O governo brasileiro aplicou, em 2020, recursos públicos da ordem de 4% do PIB apenas com o auxílio emergencial. No total, na saúde e na economia, para enfrentamento da pandemia, foram gastos mais de R$ 500 bilhões, o equivalente a 7,5% do PIB (Produto Interno Bruto). Em termos relativos, o montante não chegou perto dos 20% a 30% do PIB despejados por países ricos, caso dos Estados Unidos e da Alemanha, no combate à pandemia, mas foi suficiente para evitar um mergulho devastador da atividade econômica. Com suporte do auxílio emergencial e dos programas de sustentação de renda e emprego, o PIB caiu 4,1% no ano, menos do que em boa parte dos países, quando, no pico da primeira onda, em maio, chegou-se a prever contração de 10%. no ano

Reflexo desses programas, apesar do negacionismo, que condenou ao fracasso o combate à doença, a curva da pobreza e da desigualdade social, que vinha subindo desde a grande recessão de 2014-2016, registrou recuo, em 2020. Um erro escandaloso de diagnóstico, porém, reverteu novamente a tendência dos indicadores sociais e de renda. Em 2021, a pobreza e a fome voltaram a assombrar com intensidade a sociedade brasileira.

Levantamento do Made (Centro de Pesquisa em Macroeconomia das Desigualdades), da FEA-USP (Faculdade de Economia e Administração, da Universidade de São Paulo) mostra que o número de pessoas na situação de extrema pobreza caiu de 10 milhões, em 2019, para 5 milhões, em 2020. Ao mesmo tempo, o contingente de pobres recuou de 50 milhões de pessoas, em 2019, para 40 milhões em 2020.

Mas a previsão é a de que os brasileiros em situação de extrema pobreza formem, em 2021, um exército quatro vezes maior do que no ano passado, avançando para um total de 20 milhões de pessoas. Já o número de pobres registraria, pelas projeções do Made, incremento de 50%, subindo para 60 milhões.

As faixas que definem extrema pobreza e pobreza, no estudo do Made, são as mesmas usadas pelo Banco Mundial, ou seja, US$ 1,90 por dia e US$ 5,50 por dia, respectivamente.
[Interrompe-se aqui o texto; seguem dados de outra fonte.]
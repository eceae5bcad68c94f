//! Storage-agnostic domain logic.

mod audit;
mod id;
mod limit;
mod opportunity;
mod score;
mod signal;

pub mod dqp;
pub mod scorer;

// Core domain types
pub use audit::AuditEntry;
pub use id::{AuditId, OpportunityId, SignalId};
pub use limit::{GuardrailReadings, Limit};
pub use opportunity::{
    Opportunity, OpportunityBuildError, OpportunityBuilder, OpportunityKind, OpportunityStatus,
    Sizing,
};
pub use score::{GuardrailBreach, ScoreBreakdown, ScoreResult, ScoreSnapshot, ScoredOpportunity};
pub use signal::{Direction, Severity, Signal, Stance};

// DQP types
pub use dqp::{DqpRow, DqpStatus, DqpStatusCalculation, DqpThresholds, FeedKey, FeedStats};

// Scoring engine
pub use scorer::{consensus, score_opportunity, Consensus, ScoringConfig};
//! Guardrail limit and runtime metric port.

use async_trait::async_trait;
use rust_decimal::Decimal;

use crate::domain::Limit;
use crate::error::Result;

/// Read access to configured limits and observed runtime metrics.
///
/// A limit defines a threshold under a bare key (`"hf"`); the observed
/// value for that key is a separate metric series (`"hf.current"`) where
/// the most recent record wins.
#[async_trait]
pub trait LimitStore: Send + Sync {
    /// Current value of a named limit.
    async fn limit(&self, key: &str) -> Result<Option<Limit>>;

    /// Most recent runtime metric recorded under a named key.
    async fn runtime_metric(&self, key: &str) -> Result<Option<Decimal>>;
}
//! Guardrail limits and runtime readings.

use rust_decimal::Decimal;
use serde::{Deserialize, Serialize};

/// A named guardrail limit.
///
/// The limit defines the threshold; the observed value lives in a separate
/// runtime metric series under `{key}.current` (most recent record wins).
#[derive(Debug, Clone, PartialEq, Eq, Serialize, Deserialize)]
pub struct Limit {
    /// Limit key, e.g. `"ltv"`, `"hf"`, `"slippage"`, `"realyield"`.
    pub key: String,
    pub value: Decimal,
    #[serde(default, skip_serializing_if = "Option::is_none")]
    pub notes: Option<String>,
}

impl Limit {
    /// Create a limit without notes.
    pub fn new(key: impl Into<String>, value: Decimal) -> Self {
        Self {
            key: key.into(),
            value,
            notes: None,
        }
    }
}

/// Current runtime guardrail metrics consumed by the scoring engine.
///
/// A metric that has never been recorded reads as zero, which means the
/// health-factor and real-yield guardrails breach until the first metric
/// lands. Callers that want a different policy must substitute readings
/// before scoring.
#[derive(Debug, Clone, Copy, Default, PartialEq, Eq, Serialize, Deserialize)]
pub struct GuardrailReadings {
    /// Current health factor (`hf.current`).
    #[serde(default)]
    pub hf: Decimal,
    /// Current observed slippage (`slippage.current`).
    #[serde(default)]
    pub slippage: Decimal,
    /// Current observed real yield (`realyield.current`).
    #[serde(default)]
    pub real_yield: Decimal,
}
//! Opportunity type with builder pattern.
//!
//! This module provides the `Opportunity` struct representing a proposed
//! trade or strategy idea, along with `OpportunityBuilder` for safe
//! construction from partially-populated ingestion records.

use std::fmt;

use chrono::{DateTime, Utc};
use rust_decimal::Decimal;
use serde::{Deserialize, Serialize};

use super::id::{OpportunityId, SignalId};
use super::score::ScoreSnapshot;

/// Triage status of an opportunity.
#[derive(Debug, Clone, Copy, PartialEq, Eq, Serialize, Deserialize)]
#[serde(rename_all = "lowercase")]
pub enum OpportunityStatus {
    Proposed,
    Approved,
    Rejected,
}

/// Strategy family an opportunity belongs to.
#[derive(Debug, Clone, Copy, PartialEq, Eq, Serialize, Deserialize)]
#[serde(rename_all = "camelCase")]
pub enum OpportunityKind {
    Beta,
    Basis,
    RealYield,
    Arb,
}

impl fmt::Display for OpportunityKind {
    fn fmt(&self, f: &mut fmt::Formatter<'_>) -> fmt::Result {
        match self {
            Self::Beta => write!(f, "beta"),
            Self::Basis => write!(f, "basis"),
            Self::RealYield => write!(f, "realYield"),
            Self::Arb => write!(f, "arb"),
        }
    }
}

/// Proposed position sizing.
///
/// Absent sizing fields read as zero so partially-populated records score
/// without error.
#[derive(Debug, Clone, Copy, Default, PartialEq, Eq, Serialize, Deserialize)]
pub struct Sizing {
    /// Notional size as a percentage of NAV (e.g. `12.5` = 12.5%).
    #[serde(default)]
    pub notional_pct_nav: Decimal,
    /// Maximum tolerated drawdown in basis points.
    #[serde(default)]
    pub max_dd_bps: i64,
}

/// Error returned when building an Opportunity fails.
#[derive(Debug, Clone, PartialEq, Eq)]
pub enum OpportunityBuildError {
    /// ID is required but was not provided.
    MissingId,
    /// Kind is required but was not provided.
    MissingKind,
    /// Asset is required but was not provided.
    MissingAsset,
    /// Creation timestamp is required but was not provided.
    MissingCreatedAt,
}

impl fmt::Display for OpportunityBuildError {
    fn fmt(&self, f: &mut fmt::Formatter<'_>) -> fmt::Result {
        match self {
            Self::MissingId => write!(f, "id is required"),
            Self::MissingKind => write!(f, "kind is required"),
            Self::MissingAsset => write!(f, "asset is required"),
            Self::MissingCreatedAt => write!(f, "created_at is required"),
        }
    }
}

impl std::error::Error for OpportunityBuildError {}

/// A proposed trade/strategy idea moving through OP-X triage.
///
/// Use `Opportunity::builder()` to construct instances. Created externally
/// by ingestion; the scoring engine mutates only the derived score via
/// [`Opportunity::apply_score`]; status changes via
/// [`Opportunity::set_status`] are owned by approval/rejection actions.
#[derive(Debug, Clone)]
pub struct Opportunity {
    id: OpportunityId,
    status: OpportunityStatus,
    kind: OpportunityKind,
    asset: String,
    agent_bucket: Option<String>,
    agent_code: Option<String>,
    sizing: Sizing,
    var_usd: Decimal,
    risks: Vec<String>,
    signal_id: Option<SignalId>,
    created_at: DateTime<Utc>,
    last_score: Option<ScoreSnapshot>,
}

impl Opportunity {
    /// Create a new builder for constructing an Opportunity.
    pub fn builder() -> OpportunityBuilder {
        OpportunityBuilder::new()
    }

    /// Get the opportunity ID.
    pub fn id(&self) -> &OpportunityId {
        &self.id
    }

    /// Get the triage status.
    pub fn status(&self) -> OpportunityStatus {
        self.status
    }

    /// Get the strategy family.
    pub fn kind(&self) -> OpportunityKind {
        self.kind
    }

    /// Get the underlying asset symbol.
    pub fn asset(&self) -> &str {
        &self.asset
    }

    /// Get the agent bucket, if the originating agent is bucketed.
    pub fn agent_bucket(&self) -> Option<&str> {
        self.agent_bucket.as_deref()
    }

    /// Get the originating agent code.
    pub fn agent_code(&self) -> Option<&str> {
        self.agent_code.as_deref()
    }

    /// Get the proposed sizing.
    pub fn sizing(&self) -> Sizing {
        self.sizing
    }

    /// Get the value-at-risk estimate in USD.
    pub fn var_usd(&self) -> Decimal {
        self.var_usd
    }

    /// Get the free-text risk notes.
    pub fn risks(&self) -> &[String] {
        &self.risks
    }

    /// Get the back-reference to the originating signal, if any.
    ///
    /// This is a weak reference: lookup-only, no ownership.
    pub fn signal_id(&self) -> Option<&SignalId> {
        self.signal_id.as_ref()
    }

    /// Get the creation timestamp.
    pub fn created_at(&self) -> DateTime<Utc> {
        self.created_at
    }

    /// Get the most recently persisted scoring result, if any.
    pub fn last_score(&self) -> Option<&ScoreSnapshot> {
        self.last_score.as_ref()
    }

    /// Persist a scoring result onto the record.
    ///
    /// Recomputation is idempotent given the same inputs, so last-write-wins
    /// between concurrent recalculations is acceptable.
    pub fn apply_score(&mut self, snapshot: ScoreSnapshot) {
        self.last_score = Some(snapshot);
    }

    /// Move the opportunity to a new triage status.
    pub fn set_status(&mut self, status: OpportunityStatus) {
        self.status = status;
    }
}

/// Builder for constructing `Opportunity` instances.
///
/// Required fields are `id`, `kind`, `asset`, and `created_at`; every
/// numeric field defaults to zero and every optional field to `None`, so
/// sparse ingestion payloads still produce a scorable record.
#[derive(Debug, Default)]
pub struct OpportunityBuilder {
    id: Option<OpportunityId>,
    status: Option<OpportunityStatus>,
    kind: Option<OpportunityKind>,
    asset: Option<String>,
    agent_bucket: Option<String>,
    agent_code: Option<String>,
    sizing: Sizing,
    var_usd: Decimal,
    risks: Vec<String>,
    signal_id: Option<SignalId>,
    created_at: Option<DateTime<Utc>>,
}

impl OpportunityBuilder {
    /// Create a new empty builder.
    pub fn new() -> Self {
        Self::default()
    }

    /// Set the opportunity ID.
    pub fn id(mut self, id: impl Into<OpportunityId>) -> Self {
        self.id = Some(id.into());
        self
    }

    /// Set the triage status. Defaults to `Proposed`.
    pub fn status(mut self, status: OpportunityStatus) -> Self {
        self.status = Some(status);
        self
    }

    /// Set the strategy family.
    pub fn kind(mut self, kind: OpportunityKind) -> Self {
        self.kind = Some(kind);
        self
    }

    /// Set the underlying asset symbol.
    pub fn asset(mut self, asset: impl Into<String>) -> Self {
        self.asset = Some(asset.into());
        self
    }

    /// Set the agent bucket.
    pub fn agent_bucket(mut self, bucket: impl Into<String>) -> Self {
        self.agent_bucket = Some(bucket.into());
        self
    }

    /// Set the originating agent code.
    pub fn agent_code(mut self, code: impl Into<String>) -> Self {
        self.agent_code = Some(code.into());
        self
    }

    /// Set the proposed sizing.
    pub fn sizing(mut self, sizing: Sizing) -> Self {
        self.sizing = sizing;
        self
    }

    /// Set the value-at-risk estimate in USD.
    pub fn var_usd(mut self, var_usd: Decimal) -> Self {
        self.var_usd = var_usd;
        self
    }

    /// Set the free-text risk notes.
    pub fn risks(mut self, risks: Vec<String>) -> Self {
        self.risks = risks;
        self
    }

    /// Set the back-reference to the originating signal.
    pub fn signal_id(mut self, id: impl Into<SignalId>) -> Self {
        self.signal_id = Some(id.into());
        self
    }

    /// Set the creation timestamp.
    pub fn created_at(mut self, at: DateTime<Utc>) -> Self {
        self.created_at = Some(at);
        self
    }

    /// Build the Opportunity.
    ///
    /// # Errors
    ///
    /// Returns `OpportunityBuildError` if any required field is missing.
    pub fn build(self) -> Result<Opportunity, OpportunityBuildError> {
        let id = self.id.ok_or(OpportunityBuildError::MissingId)?;
        let kind = self.kind.ok_or(OpportunityBuildError::MissingKind)?;
        let asset = self.asset.ok_or(OpportunityBuildError::MissingAsset)?;
        let created_at = self
            .created_at
            .ok_or(OpportunityBuildError::MissingCreatedAt)?;

        Ok(Opportunity {
            id,
            status: self.status.unwrap_or(OpportunityStatus::Proposed),
            kind,
            asset,
            agent_bucket: self.agent_bucket,
            agent_code: self.agent_code,
            sizing: self.sizing,
            var_usd: self.var_usd,
            risks: self.risks,
            signal_id: self.signal_id,
            created_at,
            last_score: None,
        })
    }
}

#[cfg(test)]
mod tests {
    use super::*;
    use chrono::TimeZone;
    use rust_decimal_macros::dec;

    fn ts() -> DateTime<Utc> {
        Utc.with_ymd_and_hms(2026, 1, 5, 12, 0, 0).unwrap()
    }

    #[test]
    fn builder_creates_opportunity_with_defaults() {
        let opp = Opportunity::builder()
            .id("opx-1")
            .kind(OpportunityKind::Basis)
            .asset("ETH")
            .created_at(ts())
            .build()
            .unwrap();

        assert_eq!(opp.id().as_str(), "opx-1");
        assert_eq!(opp.status(), OpportunityStatus::Proposed);
        assert_eq!(opp.sizing().notional_pct_nav, Decimal::ZERO);
        assert_eq!(opp.var_usd(), Decimal::ZERO);
        assert!(opp.last_score().is_none());
        assert!(opp.signal_id().is_none());
    }

    #[test]
    fn builder_fails_without_id() {
        let result = Opportunity::builder()
            .kind(OpportunityKind::Arb)
            .asset("BTC")
            .created_at(ts())
            .build();

        assert_eq!(result.unwrap_err(), OpportunityBuildError::MissingId);
    }

    #[test]
    fn builder_fails_without_kind() {
        let result = Opportunity::builder()
            .id("opx-1")
            .asset("BTC")
            .created_at(ts())
            .build();

        assert_eq!(result.unwrap_err(), OpportunityBuildError::MissingKind);
    }

    #[test]
    fn builder_fails_without_asset() {
        let result = Opportunity::builder()
            .id("opx-1")
            .kind(OpportunityKind::Arb)
            .created_at(ts())
            .build();

        assert_eq!(result.unwrap_err(), OpportunityBuildError::MissingAsset);
    }

    #[test]
    fn builder_carries_sizing_and_var() {
        let opp = Opportunity::builder()
            .id("opx-2")
            .kind(OpportunityKind::RealYield)
            .asset("stETH")
            .agent_bucket("L1")
            .sizing(Sizing {
                notional_pct_nav: dec!(12.5),
                max_dd_bps: 250,
            })
            .var_usd(dec!(40000))
            .created_at(ts())
            .build()
            .unwrap();

        assert_eq!(opp.sizing().notional_pct_nav, dec!(12.5));
        assert_eq!(opp.sizing().max_dd_bps, 250);
        assert_eq!(opp.var_usd(), dec!(40000));
        assert_eq!(opp.agent_bucket(), Some("L1"));
    }

    #[test]
    fn status_transitions_are_explicit() {
        let mut opp = Opportunity::builder()
            .id("opx-3")
            .kind(OpportunityKind::Beta)
            .asset("SOL")
            .created_at(ts())
            .build()
            .unwrap();

        opp.set_status(OpportunityStatus::Approved);
        assert_eq!(opp.status(), OpportunityStatus::Approved);
    }
}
Convertendo para reais, as pessoas com renda mensal, em 2020, R$ 151 e R$ 436 fariam parte do grupo de pobres extremos e pobres, respectivamente. Em 2021, a renda mensal na extrema pobreza seria de R$ 162 e, na pobreza, de R$ 469.
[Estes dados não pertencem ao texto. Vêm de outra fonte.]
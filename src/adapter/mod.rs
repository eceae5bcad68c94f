//! Reference adapters for the collaborator ports.

pub mod memory;

pub use memory::{
    InMemoryAuditLog, InMemoryLimitStore, InMemoryOpportunityStore, InMemorySignalStore,
};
Não é possível eximir o governo Bolsonaro de culpa nesse retrocesso. Assim como o auxílio de 2020 está na base da redução da pobreza, o atrasado e restrito programa de suporte de 2021 é parte das causas da volta de largos grupos de cidadãos aos níveis maiores de pobreza.

O governo, por meio de seu ministro da Economia, Paulo Guedes, não se preocupou em escalonar o encerramento do auxílio emergencial, cortando-o de forma súbita no fim de 2020. Ao mesmo tempo, sabe-se lá com base em que informações, considerou que eram "baixíssimas" as chances do recrudescimento da covid-19, descartando os impactos de uma segunda onda.

Mais preocupado com as pressões fiscais de uma nova rodada de auxílio emergencial amplo, Guedes atrelou a concessão de um programa restrito de sustentação de renda à aprovação de cortes em conta públicas. O auxílio enfim aprovado, por apenas quatro meses e no valor médio de R$ 250, alcançando 45 milhões de pessoas - contra quase 70 milhões, em 2020 - soma um total de R$ 44 bilhões, cerca de 15% do valor total aplicado no auxílio de 2020.

Os números e projeções do Made-USP são corroborados por outros estudos. A FGV Social (Centro de Políticas Sociais, da Fundação Getúlio Vargas), por exemplo, projeta perdas de 15% nos rendimentos das classes mais pobres - D e E -, em 2021. Em estudo recente, projeta um aumento de 6 milhões de pessoas na faixa de extrema pobreza, neste ano, representando 16% da população.

Em seu levantamento, a FGV Social localizou migração de 35 milhões de pessoas da classe C, desde agosto do ano passado, último mês do auxílio de R$ 600 reais mensais. Enquanto estima redução de 532 mil domicílios de classe C, em 2021, prevê um aumento de 1,2 milhão de residências nas classes D e E.

Não há como driblar a conclusão de que o Brasil vive um etapa de empobrecimento acelerado de sua população.